## Excerpted data
________

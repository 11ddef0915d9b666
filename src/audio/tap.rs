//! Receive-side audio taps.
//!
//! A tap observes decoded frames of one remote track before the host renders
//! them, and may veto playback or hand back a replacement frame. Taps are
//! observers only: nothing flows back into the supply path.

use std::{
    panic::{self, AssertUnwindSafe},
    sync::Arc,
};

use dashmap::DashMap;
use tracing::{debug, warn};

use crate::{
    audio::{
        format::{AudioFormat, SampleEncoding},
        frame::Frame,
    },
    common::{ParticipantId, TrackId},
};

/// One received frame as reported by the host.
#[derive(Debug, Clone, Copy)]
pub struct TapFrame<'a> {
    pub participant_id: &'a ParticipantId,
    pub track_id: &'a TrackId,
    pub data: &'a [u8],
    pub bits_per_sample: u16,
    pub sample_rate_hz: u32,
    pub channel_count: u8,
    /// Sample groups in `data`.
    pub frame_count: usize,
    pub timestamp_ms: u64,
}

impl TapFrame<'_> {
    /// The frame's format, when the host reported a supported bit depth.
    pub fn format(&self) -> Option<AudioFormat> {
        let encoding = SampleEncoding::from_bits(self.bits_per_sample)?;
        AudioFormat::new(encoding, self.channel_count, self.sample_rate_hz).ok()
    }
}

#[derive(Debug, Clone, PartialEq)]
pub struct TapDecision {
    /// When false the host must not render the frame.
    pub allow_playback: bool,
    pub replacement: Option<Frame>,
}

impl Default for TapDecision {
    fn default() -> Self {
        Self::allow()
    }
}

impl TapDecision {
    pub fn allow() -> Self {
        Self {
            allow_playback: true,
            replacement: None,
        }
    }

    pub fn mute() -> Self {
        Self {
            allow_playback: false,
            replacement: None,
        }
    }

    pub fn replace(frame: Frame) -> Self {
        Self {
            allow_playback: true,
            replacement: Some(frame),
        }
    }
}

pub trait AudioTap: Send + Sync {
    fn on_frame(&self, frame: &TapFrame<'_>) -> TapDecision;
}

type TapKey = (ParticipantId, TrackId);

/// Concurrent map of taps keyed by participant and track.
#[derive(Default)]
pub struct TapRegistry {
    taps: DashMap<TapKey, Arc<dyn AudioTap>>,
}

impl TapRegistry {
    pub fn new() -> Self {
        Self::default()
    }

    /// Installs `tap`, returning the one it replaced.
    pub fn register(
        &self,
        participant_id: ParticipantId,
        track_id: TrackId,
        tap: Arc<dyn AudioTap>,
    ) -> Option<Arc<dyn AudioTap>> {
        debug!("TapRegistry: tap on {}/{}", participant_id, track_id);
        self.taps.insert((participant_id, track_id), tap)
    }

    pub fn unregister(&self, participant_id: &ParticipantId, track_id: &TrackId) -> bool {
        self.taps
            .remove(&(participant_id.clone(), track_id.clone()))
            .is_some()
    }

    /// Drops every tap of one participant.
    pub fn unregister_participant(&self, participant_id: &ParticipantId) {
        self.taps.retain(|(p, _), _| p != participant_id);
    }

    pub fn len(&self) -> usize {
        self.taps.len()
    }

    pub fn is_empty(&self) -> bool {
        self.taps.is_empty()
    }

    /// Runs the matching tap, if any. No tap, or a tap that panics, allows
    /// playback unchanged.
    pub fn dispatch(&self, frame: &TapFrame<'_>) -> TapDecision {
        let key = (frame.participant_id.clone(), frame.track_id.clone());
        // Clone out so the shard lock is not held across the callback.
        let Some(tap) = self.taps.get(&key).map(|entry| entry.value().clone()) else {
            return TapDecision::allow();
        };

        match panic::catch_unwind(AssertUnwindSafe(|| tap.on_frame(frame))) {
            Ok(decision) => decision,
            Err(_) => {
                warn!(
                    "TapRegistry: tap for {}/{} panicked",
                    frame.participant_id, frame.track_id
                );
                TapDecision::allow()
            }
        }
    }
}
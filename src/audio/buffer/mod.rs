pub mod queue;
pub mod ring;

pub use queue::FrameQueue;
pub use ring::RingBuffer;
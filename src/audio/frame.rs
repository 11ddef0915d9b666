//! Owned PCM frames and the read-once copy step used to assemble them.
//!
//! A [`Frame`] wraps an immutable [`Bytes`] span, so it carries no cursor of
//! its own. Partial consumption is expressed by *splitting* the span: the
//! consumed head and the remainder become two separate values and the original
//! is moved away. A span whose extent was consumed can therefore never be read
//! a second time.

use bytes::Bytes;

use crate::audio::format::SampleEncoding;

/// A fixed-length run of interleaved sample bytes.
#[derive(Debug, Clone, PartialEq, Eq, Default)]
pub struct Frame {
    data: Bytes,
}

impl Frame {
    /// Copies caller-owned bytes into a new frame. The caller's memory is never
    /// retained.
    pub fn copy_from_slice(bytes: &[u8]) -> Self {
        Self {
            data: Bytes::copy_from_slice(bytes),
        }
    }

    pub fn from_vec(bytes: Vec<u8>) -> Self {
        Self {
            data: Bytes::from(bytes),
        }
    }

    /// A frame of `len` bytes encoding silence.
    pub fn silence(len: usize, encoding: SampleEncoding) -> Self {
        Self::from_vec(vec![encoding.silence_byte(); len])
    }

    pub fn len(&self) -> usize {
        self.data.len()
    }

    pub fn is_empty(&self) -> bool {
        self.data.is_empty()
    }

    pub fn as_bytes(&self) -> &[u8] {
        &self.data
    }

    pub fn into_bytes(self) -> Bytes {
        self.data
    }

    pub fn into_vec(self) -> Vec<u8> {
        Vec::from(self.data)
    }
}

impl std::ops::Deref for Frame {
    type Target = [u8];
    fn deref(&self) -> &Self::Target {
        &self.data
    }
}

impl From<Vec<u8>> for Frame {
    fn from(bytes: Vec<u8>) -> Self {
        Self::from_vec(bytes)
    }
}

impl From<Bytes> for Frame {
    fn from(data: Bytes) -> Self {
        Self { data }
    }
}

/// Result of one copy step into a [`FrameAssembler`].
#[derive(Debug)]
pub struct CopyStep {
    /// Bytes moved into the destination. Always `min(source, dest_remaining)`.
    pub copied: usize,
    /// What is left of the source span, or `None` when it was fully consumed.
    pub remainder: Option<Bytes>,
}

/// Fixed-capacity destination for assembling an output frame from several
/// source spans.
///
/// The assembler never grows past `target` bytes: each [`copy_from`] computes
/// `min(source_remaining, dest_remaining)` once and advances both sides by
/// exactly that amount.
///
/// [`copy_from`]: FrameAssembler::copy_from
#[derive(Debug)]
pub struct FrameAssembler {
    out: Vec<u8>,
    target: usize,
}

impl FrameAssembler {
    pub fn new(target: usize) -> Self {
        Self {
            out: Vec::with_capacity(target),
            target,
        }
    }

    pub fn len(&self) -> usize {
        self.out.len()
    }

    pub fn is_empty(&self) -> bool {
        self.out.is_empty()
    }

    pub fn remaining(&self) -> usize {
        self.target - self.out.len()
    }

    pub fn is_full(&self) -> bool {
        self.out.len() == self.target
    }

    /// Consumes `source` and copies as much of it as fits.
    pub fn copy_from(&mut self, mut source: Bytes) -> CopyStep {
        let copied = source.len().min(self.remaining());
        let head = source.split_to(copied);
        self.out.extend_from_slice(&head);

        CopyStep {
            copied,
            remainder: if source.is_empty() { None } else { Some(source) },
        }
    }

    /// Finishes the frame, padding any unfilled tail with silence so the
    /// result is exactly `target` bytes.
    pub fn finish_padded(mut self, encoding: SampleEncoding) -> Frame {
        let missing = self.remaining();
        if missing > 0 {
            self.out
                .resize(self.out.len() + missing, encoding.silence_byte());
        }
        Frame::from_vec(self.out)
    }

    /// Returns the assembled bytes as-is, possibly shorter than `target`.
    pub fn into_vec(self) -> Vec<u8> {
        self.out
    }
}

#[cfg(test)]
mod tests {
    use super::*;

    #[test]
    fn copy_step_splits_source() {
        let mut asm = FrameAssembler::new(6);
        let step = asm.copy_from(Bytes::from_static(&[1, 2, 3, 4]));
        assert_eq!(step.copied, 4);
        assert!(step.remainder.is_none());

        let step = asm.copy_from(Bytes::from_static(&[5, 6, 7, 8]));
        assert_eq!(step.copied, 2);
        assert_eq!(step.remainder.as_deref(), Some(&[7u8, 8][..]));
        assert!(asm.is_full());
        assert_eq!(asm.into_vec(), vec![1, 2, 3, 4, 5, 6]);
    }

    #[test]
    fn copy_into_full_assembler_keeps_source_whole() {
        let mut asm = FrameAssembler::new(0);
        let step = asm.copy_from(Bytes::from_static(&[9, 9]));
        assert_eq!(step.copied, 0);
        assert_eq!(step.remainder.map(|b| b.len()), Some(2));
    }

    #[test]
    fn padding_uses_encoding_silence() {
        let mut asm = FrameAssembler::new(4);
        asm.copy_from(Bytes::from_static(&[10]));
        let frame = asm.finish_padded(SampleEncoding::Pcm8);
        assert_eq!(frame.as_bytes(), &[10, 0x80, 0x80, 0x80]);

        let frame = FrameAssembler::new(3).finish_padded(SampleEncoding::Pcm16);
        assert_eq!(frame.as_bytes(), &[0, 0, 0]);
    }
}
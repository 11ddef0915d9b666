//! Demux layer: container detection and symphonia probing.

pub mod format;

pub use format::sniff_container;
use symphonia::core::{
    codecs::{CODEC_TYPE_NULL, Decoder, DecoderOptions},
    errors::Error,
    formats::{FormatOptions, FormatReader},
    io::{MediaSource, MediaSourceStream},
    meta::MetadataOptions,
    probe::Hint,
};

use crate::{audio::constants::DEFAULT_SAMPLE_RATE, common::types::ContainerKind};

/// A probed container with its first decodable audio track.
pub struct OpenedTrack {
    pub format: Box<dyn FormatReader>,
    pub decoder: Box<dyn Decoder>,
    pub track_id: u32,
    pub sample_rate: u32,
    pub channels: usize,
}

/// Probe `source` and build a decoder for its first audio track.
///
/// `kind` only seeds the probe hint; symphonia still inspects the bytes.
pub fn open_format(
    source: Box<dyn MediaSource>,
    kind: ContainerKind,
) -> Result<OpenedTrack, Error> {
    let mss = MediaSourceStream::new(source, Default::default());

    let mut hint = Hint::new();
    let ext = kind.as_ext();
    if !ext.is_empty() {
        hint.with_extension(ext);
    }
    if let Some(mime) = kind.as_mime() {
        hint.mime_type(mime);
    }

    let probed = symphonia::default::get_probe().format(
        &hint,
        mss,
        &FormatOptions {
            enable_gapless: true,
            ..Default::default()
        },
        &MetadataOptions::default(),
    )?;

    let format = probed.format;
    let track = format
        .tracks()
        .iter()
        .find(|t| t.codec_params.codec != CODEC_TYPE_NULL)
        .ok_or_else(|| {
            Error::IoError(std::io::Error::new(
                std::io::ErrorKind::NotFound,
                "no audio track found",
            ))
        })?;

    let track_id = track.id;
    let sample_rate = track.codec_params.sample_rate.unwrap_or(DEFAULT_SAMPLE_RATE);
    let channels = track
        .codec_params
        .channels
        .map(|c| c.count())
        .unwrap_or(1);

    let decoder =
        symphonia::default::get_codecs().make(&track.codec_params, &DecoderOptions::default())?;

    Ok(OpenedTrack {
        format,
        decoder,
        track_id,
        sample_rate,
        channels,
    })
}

________

## What you are asked to do
All that is needed is the exact run of lines above from the line containing "assert_eq!(step.copied, 0);" through the line containing "pub format: Box<dyn", both of them included.

## Result of this exercise
        assert_eq!(step.copied, 0);
        assert_eq!(step.remainder.map(|b| b.len()), Some(2));
    }

    #[test]
    fn padding_uses_encoding_silence() {
        let mut asm = FrameAssembler::new(4);
        asm.copy_from(Bytes::from_static(&[10]));
        let frame = asm.finish_padded(SampleEncoding::Pcm8);
        assert_eq!(frame.as_bytes(), &[10, 0x80, 0x80, 0x80]);

        let frame = FrameAssembler::new(3).finish_padded(SampleEncoding::Pcm16);
        assert_eq!(frame.as_bytes(), &[0, 0, 0]);
    }
}
repository 11ddef0915d9b666
//! Demux layer: container detection and symphonia probing.

pub mod format;

pub use format::sniff_container;
use symphonia::core::{
    codecs::{CODEC_TYPE_NULL, Decoder, DecoderOptions},
    errors::Error,
    formats::{FormatOptions, FormatReader},
    io::{MediaSource, MediaSourceStream},
    meta::MetadataOptions,
    probe::Hint,
};

use crate::{audio::constants::DEFAULT_SAMPLE_RATE, common::types::ContainerKind};

/// A probed container with its first decodable audio track.
pub struct OpenedTrack {
    pub format: Box<dyn FormatReader>,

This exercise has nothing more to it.